Intervenir la naturaleza obviando sus cualidades fue un salto al vacío con un paracaídas de incertidumbres, ya que, por el desconocimiento de la interrelación de los elementos de un sistema tan complejo como este, al momento del ser humano aplicar las intervenciones creadas, no fue casual que produjera junto a los impactos positivos esperados efectos negativos desconocidos.
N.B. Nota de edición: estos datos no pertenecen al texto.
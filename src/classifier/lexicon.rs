use std::collections::{HashMap, HashSet};
use std::path::Path;

use anyhow::{Context, Result, bail};
use serde::Deserialize;

use super::{ClassifierError, Prediction, SentimentClassifier};

pub const POSITIVE: &str = "POSITIVE";
pub const NEGATIVE: &str = "NEGATIVE";

/// How many tokens a negator reaches forward.
const NEGATION_WINDOW: usize = 3;

// ---------------------------------------------------------------------------
// Built-in word lists (English + Indonesian)
// ---------------------------------------------------------------------------

const DEFAULT_POSITIVE: &[(&str, f32)] = &[
    ("good", 1.0),
    ("great", 1.5),
    ("excellent", 2.0),
    ("amazing", 2.0),
    ("awesome", 2.0),
    ("love", 2.0),
    ("like", 0.8),
    ("best", 1.5),
    ("happy", 1.2),
    ("nice", 1.0),
    ("recommend", 1.2),
    ("fantastic", 2.0),
    ("sustainable", 1.0),
    ("transparent", 1.0),
    ("responsible", 1.0),
    ("improve", 0.8),
    ("improved", 0.8),
    ("growth", 0.8),
    ("baik", 1.0),
    ("bagus", 1.2),
    ("hebat", 1.5),
    ("suka", 1.0),
    ("senang", 1.2),
    ("puas", 1.2),
    ("mantap", 1.5),
    ("berkelanjutan", 1.0),
    ("untung", 1.0),
];

const DEFAULT_NEGATIVE: &[(&str, f32)] = &[
    ("bad", 1.0),
    ("terrible", 2.0),
    ("awful", 2.0),
    ("horrible", 2.0),
    ("hate", 2.0),
    ("worst", 2.0),
    ("poor", 1.2),
    ("disappointed", 1.5),
    ("disappointing", 1.5),
    ("waste", 1.5),
    ("rude", 1.2),
    ("broken", 1.2),
    ("pollution", 1.2),
    ("scandal", 1.5),
    ("corruption", 2.0),
    ("fraud", 2.0),
    ("loss", 1.0),
    ("buruk", 1.2),
    ("jelek", 1.2),
    ("kecewa", 1.5),
    ("benci", 2.0),
    ("parah", 1.5),
    ("rugi", 1.0),
    ("polusi", 1.2),
    ("korupsi", 2.0),
];

const DEFAULT_NEGATORS: &[&str] = &[
    "not", "no", "never", "don't", "doesn't", "isn't", "wasn't", "didn't", "tidak", "bukan",
    "jangan", "belum", "tak",
];

// ---------------------------------------------------------------------------
// On-disk lexicon format
// ---------------------------------------------------------------------------

/// JSON layout accepted by [`LexiconClassifier::from_path`]:
///
/// ```json
/// {
///   "positive":  { "good": 1.0, "bagus": 1.2 },
///   "negative":  { "bad": 1.0, "buruk": 1.2 },
///   "negators":  ["not", "tidak"]
/// }
/// ```
#[derive(Debug, Deserialize)]
struct LexiconFile {
    #[serde(default)]
    positive: HashMap<String, f32>,
    #[serde(default)]
    negative: HashMap<String, f32>,
    #[serde(default)]
    negators: Vec<String>,
}

// ---------------------------------------------------------------------------
// Classifier
// ---------------------------------------------------------------------------

/// Weighted word-list classifier producing `POSITIVE` / `NEGATIVE`.
///
/// Positive words add their weight, negative words subtract it, and a
/// negator flips the sign of the next polarity word within
/// [`NEGATION_WINDOW`] tokens. The net polarity goes through a logistic
/// function to give `P(POSITIVE)`; ties land on `POSITIVE` at 0.5.
#[derive(Debug, Clone)]
pub struct LexiconClassifier {
    /// word → signed weight (positive > 0, negative < 0).
    weights: HashMap<String, f32>,
    negators: HashSet<String>,
}

impl Default for LexiconClassifier {
    fn default() -> Self {
        let weights = DEFAULT_POSITIVE
            .iter()
            .map(|&(w, s)| (w.to_string(), s))
            .chain(DEFAULT_NEGATIVE.iter().map(|&(w, s)| (w.to_string(), -s)))
            .collect();
        let negators = DEFAULT_NEGATORS.iter().map(|w| w.to_string()).collect();
        Self { weights, negators }
    }
}

impl LexiconClassifier {
    /// Load a lexicon from a JSON file.
    pub fn from_path(path: &Path) -> Result<Self> {
        let text = std::fs::read_to_string(path)
            .with_context(|| format!("reading lexicon {}", path.display()))?;
        Self::from_json(&text).with_context(|| format!("parsing lexicon {}", path.display()))
    }

    fn from_json(text: &str) -> Result<Self> {
        let file: LexiconFile = serde_json::from_str(text).context("parsing JSON")?;
        if file.positive.is_empty() && file.negative.is_empty() {
            bail!("lexicon has no positive or negative words");
        }

        let mut weights = HashMap::with_capacity(file.positive.len() + file.negative.len());
        for (word, weight) in file.positive {
            weights.insert(word.to_lowercase(), weight.abs());
        }
        for (word, weight) in file.negative {
            weights.insert(word.to_lowercase(), -weight.abs());
        }
        let negators = file.negators.iter().map(|w| w.to_lowercase()).collect();
        Ok(Self { weights, negators })
    }

    /// Number of polarity words known to the classifier.
    pub fn vocabulary_size(&self) -> usize {
        self.weights.len()
    }

    /// Net polarity of `text`: sum of signed word weights after negation.
    pub fn polarity(&self, text: &str) -> f32 {
        let mut net = 0.0;
        let mut negate_within = 0usize;

        for token in tokenize(text) {
            if self.negators.contains(&token) {
                negate_within = NEGATION_WINDOW;
                continue;
            }
            match self.weights.get(&token) {
                Some(&w) if negate_within > 0 => {
                    net -= w;
                    negate_within = 0;
                }
                Some(&w) => net += w,
                None => negate_within = negate_within.saturating_sub(1),
            }
        }
        net
    }
}

impl SentimentClassifier for LexiconClassifier {
    fn classify(&self, text: &str) -> Result<Vec<Prediction>, ClassifierError> {
        let net = self.polarity(text);
        if net.is_nan() {
            return Err(ClassifierError::Backend(
                "lexicon weights produced an undefined polarity".into(),
            ));
        }
        let p_positive = logistic(net);
        let positive = Prediction::new(POSITIVE, p_positive);
        let negative = Prediction::new(NEGATIVE, 1.0 - p_positive);

        Ok(if p_positive >= 0.5 {
            vec![positive, negative]
        } else {
            vec![negative, positive]
        })
    }

    fn name(&self) -> &str {
        "lexicon"
    }
}

fn logistic(x: f32) -> f32 {
    1.0 / (1.0 + (-x).exp())
}

/// Lowercased word tokens; apostrophes stay inside words ("don't").
fn tokenize(text: &str) -> impl Iterator<Item = String> + '_ {
    text.split(|c: char| !(c.is_alphanumeric() || c == '\''))
        .filter(|t| !t.is_empty())
        .map(|t| t.to_lowercase())
}

#[cfg(test)]
mod tests {
    use super::*;

    #[test]
    fn positive_text_ranks_positive_first() {
        let clf = LexiconClassifier::default();
        let ranked = clf.classify("I love this, great product!").unwrap();
        assert_eq!(ranked[0].label, POSITIVE);
        assert!(ranked[0].score > 0.9);
        assert!((ranked[0].score + ranked[1].score - 1.0).abs() < 1e-6);
    }

    #[test]
    fn negative_text_ranks_negative_first() {
        let clf = LexiconClassifier::default();
        assert_eq!(clf.top("Terrible, the worst service").unwrap().label, NEGATIVE);
        assert_eq!(clf.top("pelayanan sangat buruk, saya kecewa").unwrap().label, NEGATIVE);
    }

    #[test]
    fn negator_flips_following_word() {
        let clf = LexiconClassifier::default();
        assert!(clf.polarity("this is not good") < 0.0);
        assert!(clf.polarity("produk ini tidak jelek") > 0.0);
        // Negation expires after the window.
        assert!(clf.polarity("not that it matters much but good") > 0.0);
    }

    #[test]
    fn neutral_text_is_a_tie() {
        let clf = LexiconClassifier::default();
        let top = clf.top("the meeting is on tuesday").unwrap();
        assert_eq!(top.label, POSITIVE);
        assert!((top.score - 0.5).abs() < 1e-6);
    }

    #[test]
    fn undefined_polarity_is_a_backend_error() {
        let clf = LexiconClassifier {
            weights: HashMap::from([
                ("up".to_string(), f32::INFINITY),
                ("down".to_string(), f32::NEG_INFINITY),
            ]),
            negators: HashSet::new(),
        };
        assert!(matches!(
            clf.classify("up and down"),
            Err(ClassifierError::Backend(_))
        ));
        assert_eq!(clf.top("up").unwrap().label, POSITIVE);
    }

    #[test]
    fn loads_custom_lexicon() {
        let clf = LexiconClassifier::from_json(
            r#"{ "positive": { "Hijau": 2.0 }, "negative": { "kotor": 1.0 }, "negators": ["tidak"] }"#,
        )
        .unwrap();
        assert_eq!(clf.vocabulary_size(), 2);
        assert_eq!(clf.top("kota hijau").unwrap().label, POSITIVE);
        assert_eq!(clf.top("sungai tidak hijau").unwrap().label, NEGATIVE);
    }

    #[test]
    fn empty_lexicon_is_rejected() {
        assert!(LexiconClassifier::from_json(r#"{ "negators": ["not"] }"#).is_err());
        assert!(LexiconClassifier::from_json("not json").is_err());
    }

    #[test]
    fn from_path_reads_file() {
        let dir = tempfile::tempdir().unwrap();
        let path = dir.path().join("lexicon.json");
        std::fs::write(&path, r#"{ "positive": { "ok": 1.0 } }"#).unwrap();
        let clf = LexiconClassifier::from_path(&path).unwrap();
        assert_eq!(clf.top("ok").unwrap().label, POSITIVE);

        let err = LexiconClassifier::from_path(&dir.path().join("missing.json")).unwrap_err();
        assert!(format!("{err:#}").contains("missing.json"));
    }
}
La acumulación de estos en los sucesivos procesos de intervención alteró el delicado equilibrio, degradando, con ello, las condiciones para la reproducción de la vida.

Todo lo anterior viene a colación cuando se reflexiona sobre el contexto de una pandemia de las características del COVID-19, única en los miles de años de historia de la humanidad, tanto por la singularidad del agente que la produce, por la diversidad de consecuencias al interactuar el virus con el cuerpo humano, por las particularidades culturales de los pueblos…, pero, sobre todo, por ser un fenómeno vivido con una conciencia universal en la que toda la humanidad se siente agredida por la naturaleza.

Esta, ha sido testigo de excepción y sujeto de intervención en la esfera de la acumulación de errores de la Modernidad, aquellos, que una vez un joven y destacado político definió como “las sombras del neoliberalismo”.

Ella ha sufrido al ver cómo se queman los bosques, producto del aumento de la temperatura planetaria; cómo disminuye, tanto la cantidad como la calidad de oxígeno en el aire, razón por las que las enfermedades respiratorias son causa de muerte de una de cada diez personas fallecidas por año; cómo se reducen los acuíferos y contaminan los existentes; y cómo desaparecen especies de seres vivos garante de la cadena alimenticia.

En estas condiciones, desfavorables para garantizar la vida, no es de extrañar el surgimiento de microorganismos nocivos a la existencia humana cómo el SARS-CoV-2, agente causal de la peste que ha puesto de rodilla a la toda humanidad.

Mucha razón tienen los más destacados pensadores de la actualidad, cuando en los diversos foros científicos sostienen, que el COVID-19 es la reacción de la naturaleza a la bárbara explotación que ha sido sometida por el ser humano de la era Moderna, de la cual el Neoliberalismo ha sido su más elevada expresión. Quizás, en medio del dolor por el desastre, lo único a destacar es que esta enfermedad es un juez equitativo, ya que no tiene distinción por la posición económica, raza, preferencias religiosas, culturales, condición de migración…

Cómo ser semejante a Dios, podrás usar el libre albedrío para disentir de lo expresado hasta el momento, pero no negar la evidencia de que el pensamiento dominante neoliberal ha sido incapaz para levantar de las rodillas al sistema económico por el creado, devolver la dinámica social, dar un paso al frente con el modelo político; mantener la eficiencia de los sistemas sanitarios, y, por último, evitar el desborde de los servicios de salud.

Mucho menos, evitar que la pandemia se haga estructural al penetrar el tejido social de las poblaciones pobres del mundo en desarrollo.

En ese sentido, es espeluznante ver su distribución en toda la geografía mundial. En el informe de la OMS, Situation Report-181 del 19 de julio del corriente mes se reportan 14,043,176 enfermos a nivel global, y para la República Dominicana 51,519 afectados de COVID-19. Partiendo del criterio de que sólo son sintomáticos el 20% de los contagiados, se puede especular que a nivel mundial el número de contagio puede llegar a 70,215,880 personas, y en la República Dominicana se puede elevar a 257,595 seres humanos impactados. Si esta situación no es una tragedia humana en desarrollo ¿cómo se le puede llamar?

Destacados pensadores de la actualidad sostienen que este fenómeno es un indicador del fin de la modernidad en la transición hacia una nueva era, fundamentada en el principio ético del vínculo indisoluble entre ser humano y la naturaleza, por lo tanto, de proteger todas las formas de vida para rescatar las condiciones mínimas para la existencia en el planeta tierra.

Mientras tanto, colma la esperanza el conocer que la ansiada vacuna estará disponible en el mercado antes de fin de año, por lo que, sumado a los inmunizados de conglomerado, se podrá completar el porciento de personas protegidas necesarias para frenar la velocidad de propagación del virus causal de la enfermedad.